* TASK STATEMENT *
Go through the records below and report each line with "exponent" in it.
★ ★ ★ ★ ★ ★ ★
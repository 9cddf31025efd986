use serde::{Deserialize, Serialize};
use serde_json::{Map, Value};

pub const DEFAULT_CONCLUSION: &str = "The test could not be performed.";

/// Outcome of a goodness-of-fit request. Failures are reported through the
/// same shape with a null statistic and p-value.
#[derive(Debug, Clone, Serialize, Deserialize, PartialEq)]
#[serde(rename_all = "camelCase")]
pub struct TestResult {
    pub test_type: Option<String>,
    pub distribution_type: Option<String>,
    pub statistic: Option<f64>,
    pub p_value: Option<f64>,
    pub conclusion: String,
    pub details: Map<String, Value>,
}

impl TestResult {
    pub fn new(test_type: Option<String>, distribution_type: Option<String>) -> Self {
        Self {
            test_type,
            distribution_type,
            statistic: None,
            p_value: None,
            conclusion: DEFAULT_CONCLUSION.to_string(),
            details: Map::new(),
        }
    }

    /// Record a computed statistic and p-value, rounded to 4 decimal places.
    pub fn record(&mut self, statistic: f64, p_value: f64) {
        self.statistic = Some(round_to(statistic, 4));
        self.p_value = Some(round_to(p_value, 4));
    }

    pub fn with_conclusion(mut self, conclusion: impl Into<String>) -> Self {
        self.conclusion = conclusion.into();
        self
    }

    pub fn insert_detail(&mut self, key: &str, value: impl Into<Value>) {
        self.details.insert(key.to_string(), value.into());
    }

    pub fn is_computed(&self) -> bool {
        self.statistic.is_some() && self.p_value.is_some()
    }
}

pub fn round_to(value: f64, decimals: i32) -> f64 {
    let factor = 10_f64.powi(decimals);
    (value * factor).round() / factor
}
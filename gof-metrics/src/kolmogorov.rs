//! Null distribution of the two-sided one-sample Kolmogorov-Smirnov statistic.
//!
//! Small and medium samples use the exact method of Marsaglia, Tsang and Wang
//! (2003), "Evaluating Kolmogorov's Distribution", Journal of Statistical
//! Software 8(18). Larger samples fall back to the limiting Kolmogorov
//! distribution of `sqrt(n) * D`.

use std::f64::consts::PI;

const SCALE_UP: f64 = 1e140;
const SCALE_DOWN: f64 = 1e-140;
const SCALE_EXP: i32 = 140;

/// P(D_n < d) for a sample of size `n`.
pub fn exact_cdf(n: u64, d: f64) -> f64 {
    if n == 0 || d.is_nan() {
        return f64::NAN;
    }
    let nf = n as f64;
    // D_n is never below 1/(2n) and never above 1.
    if d <= 0.5 / nf {
        return 0.0;
    }
    if d >= 1.0 {
        return 1.0;
    }

    let s = d * d * nf;
    if s > 7.24 || (s > 3.76 && n > 99) {
        return 1.0 - 2.0 * (-(2.000071 + 0.331 / nf.sqrt() + 1.409 / nf) * s).exp();
    }

    let k = (nf * d) as usize + 1;
    let m = 2 * k - 1;
    let h = k as f64 - nf * d;

    let mut matrix = vec![0.0; m * m];
    for i in 0..m {
        for j in 0..m {
            if i + 1 >= j {
                matrix[i * m + j] = 1.0;
            }
        }
    }
    for i in 0..m {
        matrix[i * m] -= h.powi(i as i32 + 1);
        matrix[(m - 1) * m + i] -= h.powi((m - i) as i32);
    }
    if 2.0 * h - 1.0 > 0.0 {
        matrix[(m - 1) * m] += (2.0 * h - 1.0).powi(m as i32);
    }
    for i in 0..m {
        for j in 0..m {
            if i + 1 > j {
                for g in 1..=(i + 1 - j) {
                    matrix[i * m + j] /= g as f64;
                }
            }
        }
    }

    let (power, mut exponent) = matrix_power(&matrix, m, n);
    let mut value = power[(k - 1) * m + k - 1];
    for i in 1..=n {
        value = value * i as f64 / nf;
        if value < SCALE_DOWN {
            value *= SCALE_UP;
            exponent -= SCALE_EXP;
        }
    }

    (value * 10_f64.powi(exponent)).clamp(0.0, 1.0)
}

/// Survival function of the limiting Kolmogorov distribution, P(K > x).
pub fn asymptotic_sf(x: f64) -> f64 {
    if x.is_nan() {
        return f64::NAN;
    }
    if x <= 0.0 {
        return 1.0;
    }

    if x < 1.0 {
        // Jacobi theta form converges quickly for small x.
        let factor = (2.0 * PI).sqrt() / x;
        let w = -PI * PI / (8.0 * x * x);
        let cdf: f64 = (1..=20)
            .map(|k| {
                let odd = (2 * k - 1) as f64;
                (odd * odd * w).exp()
            })
            .sum::<f64>()
            * factor;
        return (1.0 - cdf).clamp(0.0, 1.0);
    }

    let mut sum = 0.0;
    for k in 1..=100 {
        let kf = k as f64;
        let term = (-2.0 * kf * kf * x * x).exp();
        if k % 2 == 1 {
            sum += term;
        } else {
            sum -= term;
        }
        if term < 1e-16 {
            break;
        }
    }
    (2.0 * sum).clamp(0.0, 1.0)
}

/// Two-sided p-value for statistic `d` on a sample of size `n`.
pub fn p_value(n: u64, d: f64, exact_max_sample: u64) -> f64 {
    if n <= exact_max_sample {
        (1.0 - exact_cdf(n, d)).clamp(0.0, 1.0)
    } else {
        asymptotic_sf(d * (n as f64).sqrt())
    }
}

fn matrix_multiply(a: &[f64], b: &[f64], m: usize) -> Vec<f64> {
    let mut c = vec![0.0; m * m];
    for i in 0..m {
        for k in 0..m {
            let aik = a[i * m + k];
            if aik == 0.0 {
                continue;
            }
            for j in 0..m {
                c[i * m + j] += aik * b[k * m + j];
            }
        }
    }
    c
}

/// `a^n` with a base-10 exponent carried separately to avoid overflow.
fn matrix_power(a: &[f64], m: usize, n: u64) -> (Vec<f64>, i32) {
    if n == 1 {
        return (a.to_vec(), 0);
    }

    let (half, half_exp) = matrix_power(a, m, n / 2);
    let squared = matrix_multiply(&half, &half, m);
    let mut exponent = 2 * half_exp;
    let mut result = if n % 2 == 0 {
        squared
    } else {
        matrix_multiply(a, &squared, m)
    };

    let centre = (m / 2) * m + m / 2;
    if result[centre] > SCALE_UP {
        for value in result.iter_mut() {
            *value *= SCALE_DOWN;
        }
        exponent += SCALE_EXP;
    }

    (result, exponent)
}

#[cfg(test)]
mod tests {
    use super::*;
    use approx::assert_abs_diff_eq;

    #[test]
    fn test_single_observation_is_uniform_on_half_to_one() {
        // For n = 1, D = max(U, 1 - U), so P(D < d) = 2d - 1.
        assert_abs_diff_eq!(exact_cdf(1, 0.75), 0.5, epsilon = 1e-12);
        assert_abs_diff_eq!(exact_cdf(1, 0.6), 0.2, epsilon = 1e-12);
    }

    #[test]
    fn test_bounds() {
        assert_eq!(exact_cdf(10, 0.01), 0.0);
        assert_eq!(exact_cdf(10, 1.0), 1.0);
        assert_eq!(p_value(10, 0.0, 100), 1.0);
    }

    #[test]
    fn test_exact_matches_published_value() {
        // Marsaglia, Tsang & Wang (2003): K(10, 0.274) = 0.6284796154565043
        assert_abs_diff_eq!(exact_cdf(10, 0.274), 0.628_479_615_456_504_3, epsilon = 1e-9);
    }

    #[test]
    fn test_asymptotic_series_agree_at_switch() {
        let below = asymptotic_sf(1.0 - 1e-9);
        let above = asymptotic_sf(1.0);
        assert_abs_diff_eq!(below, above, epsilon = 1e-8);
        // Kolmogorov distribution: P(K > 1.36) is about 0.05
        assert_abs_diff_eq!(asymptotic_sf(1.358_1), 0.05, epsilon = 1e-3);
    }

    #[test]
    fn test_exact_approaches_asymptotic_for_large_n() {
        let n = 2_000;
        let d = 1.0 / (n as f64).sqrt();
        let exact = 1.0 - exact_cdf(n, d);
        let asymptotic = asymptotic_sf(1.0);
        assert_abs_diff_eq!(exact, asymptotic, epsilon = 0.01);
    }

    #[test]
    fn test_p_value_decreases_with_statistic() {
        let small = p_value(100, 0.05, 10_000);
        let large = p_value(100, 0.2, 10_000);
        assert!(small > large);
    }
}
★ ★ ★ ★ ★ ★ ★
* EXERCISE OUTPUT *
    let (power, mut exponent) = matrix_power(&matrix, m, n);
            exponent -= SCALE_EXP;
    (value * 10_f64.powi(exponent)).clamp(0.0, 1.0)
/// `a^n` with a base-10 exponent carried separately to avoid overflow.
    let mut exponent = 2 * half_exp;
        exponent += SCALE_EXP;
    (result, exponent)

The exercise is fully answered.